Orange zieht sich aus Schweden zurück
- UMTS-Netz wird nicht aufgebaut
- Bisher keine Lockerung der UMTS-Lizenzebedingungen erreicht
Der französische Mobilfunkkonzern Orange wird sich eigenen Angaben zufolge aus dem schwedischem Markt zurückziehen und dort entgegen den ursprünglichen Planungen kein UMTS-Mobilfunknetz aufbauen. Orange teilte am Donnerstag in London mit, der schwedische Markt werde zwar nicht für immer aufgegeben. Gegenwärtig müsse man sich jedoch zurückziehen.
Das Mobilfunkunternehmen hatte bisher erfolglos bei der schwedischen Telekom-Regulierungsbehörde auf eine Lockerung der Bedingungen für die UMTS-Betriebslizenzen zu eigenen Gunsten gedrungen. Die Gespräche würden indes noch fortgesetzt, teilte Orange weiter mit.

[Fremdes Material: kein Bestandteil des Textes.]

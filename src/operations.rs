//! Filesystem operation abstractions for dependency injection.
//!
//! Provides the [`FileSystemOps`] trait so that templates and file resources
//! can be unit-tested without touching the real filesystem.  Production code
//! uses [`SystemFileSystemOps`]; tests use `MockFileSystemOps`.

use std::path::Path;

/// Abstraction over the filesystem calls made by templates and providers.
///
/// Implement this trait to swap in a mock during unit tests.  The production
/// implementation is [`SystemFileSystemOps`].
pub trait FileSystemOps: Send + Sync + std::fmt::Debug {
    /// Returns `true` if `path` exists on the filesystem.
    fn exists(&self, path: &Path) -> bool;

    /// Read the whole file at `path` as UTF-8.
    ///
    /// # Errors
    ///
    /// Returns an error if the file is missing, unreadable, or not UTF-8.
    fn read_to_string(&self, path: &Path) -> std::io::Result<String>;

    /// Write `content` to `path`, creating parent directories as needed.
    ///
    /// # Errors
    ///
    /// Returns an error if a directory cannot be created or the file cannot
    /// be written.
    fn write(&self, path: &Path, content: &str) -> std::io::Result<()>;

    /// Remove the file or empty directory at `path`.
    ///
    /// # Errors
    ///
    /// Returns an error if removal fails.
    fn remove(&self, path: &Path) -> std::io::Result<()>;
}

/// Production [`FileSystemOps`] implementation that delegates to [`std::fs`].
#[derive(Debug, Default)]
pub struct SystemFileSystemOps;

impl FileSystemOps for SystemFileSystemOps {
    fn exists(&self, path: &Path) -> bool {
        path.exists()
    }

    fn read_to_string(&self, path: &Path) -> std::io::Result<String> {
        std::fs::read_to_string(path)
    }

    fn write(&self, path: &Path, content: &str) -> std::io::Result<()> {
        if let Some(parent) = path.parent()
            && !parent.as_os_str().is_empty()
        {
            std::fs::create_dir_all(parent)?;
        }
        std::fs::write(path, content)
    }

    fn remove(&self, path: &Path) -> std::io::Result<()> {
        let meta = std::fs::symlink_metadata(path)?;
        if meta.is_dir() {
            std::fs::remove_dir(path)
        } else {
            std::fs::remove_file(path)
        }
    }
}

/// Mock [`FileSystemOps`] for unit tests.
///
/// Files live in an in-memory table.  Every read is recorded so tests can
/// assert which paths a template lookup touched.
///
/// # Example
///
/// ```ignore
/// use marionette::operations::MockFileSystemOps;
///
/// let fs = MockFileSystemOps::new()
///     .with_file("my/templates/motd.erb", "hello <%= user %>");
/// ```
#[cfg(test)]
#[derive(Debug, Default)]
pub struct MockFileSystemOps {
    files: std::sync::Mutex<std::collections::HashMap<std::path::PathBuf, String>>,
    reads: std::sync::Mutex<Vec<std::path::PathBuf>>,
}

#[cfg(test)]
impl MockFileSystemOps {
    /// Create an empty mock with nothing configured.
    #[must_use]
    pub fn new() -> Self {
        Self::default()
    }

    /// Register a file at `path` holding `content`.
    #[must_use]
    pub fn with_file(self, path: impl Into<std::path::PathBuf>, content: &str) -> Self {
        self.lock_files().insert(path.into(), content.to_string());
        self
    }

    /// Current content of `path`, if the mock holds it.
    #[must_use]
    pub fn content(&self, path: &Path) -> Option<String> {
        self.lock_files().get(path).cloned()
    }

    /// Paths passed to [`FileSystemOps::read_to_string`], in call order.
    #[must_use]
    pub fn reads(&self) -> Vec<std::path::PathBuf> {
        self.reads
            .lock()
            .unwrap_or_else(std::sync::PoisonError::into_inner)
            .clone()
    }

    fn lock_files(
        &self,
    ) -> std::sync::MutexGuard<'_, std::collections::HashMap<std::path::PathBuf, String>> {
        self.files
            .lock()
            .unwrap_or_else(std::sync::PoisonError::into_inner)
    }
}

#[cfg(test)]
impl FileSystemOps for MockFileSystemOps {
    fn exists(&self, path: &Path) -> bool {
        self.lock_files().contains_key(path)
    }

    fn read_to_string(&self, path: &Path) -> std::io::Result<String> {
        self.reads
            .lock()
            .unwrap_or_else(std::sync::PoisonError::into_inner)
            .push(path.to_path_buf());
        self.lock_files()
            .get(path)
            .cloned()
            .ok_or_else(|| std::io::Error::from(std::io::ErrorKind::NotFound))
    }

    fn write(&self, path: &Path, content: &str) -> std::io::Result<()> {
        self.lock_files()
            .insert(path.to_path_buf(), content.to_string());
        Ok(())
    }

    fn remove(&self, path: &Path) -> std::io::Result<()> {
        self.lock_files()
            .remove(path)
            .map(|_| ())
            .ok_or_else(|| std::io::Error::from(std::io::ErrorKind::NotFound))
    }
}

Orange hatte im Jahr 2000 in Schweden für einen symbolischen Preis eine von vier UMTS-Lizenzen erworben und wollte gemeinsam mit Vodafone und Hi3G ein UMTS-Netz aufbauen. Auf Grund der beharrlichen Haltung der schwedischen Telekom-Marktbehörde gegenüber den Forderung von Orange nach Lockerung der Netzausbauverpflichtung hatte das Unternehmen seine Mobilfunkaktivitäten in Schweden zwischenzeitlich bereits eingefroren. Orange beschäftigte zuletzt eigenen Angaben zufolge 234 Mitarbeiter in Schweden.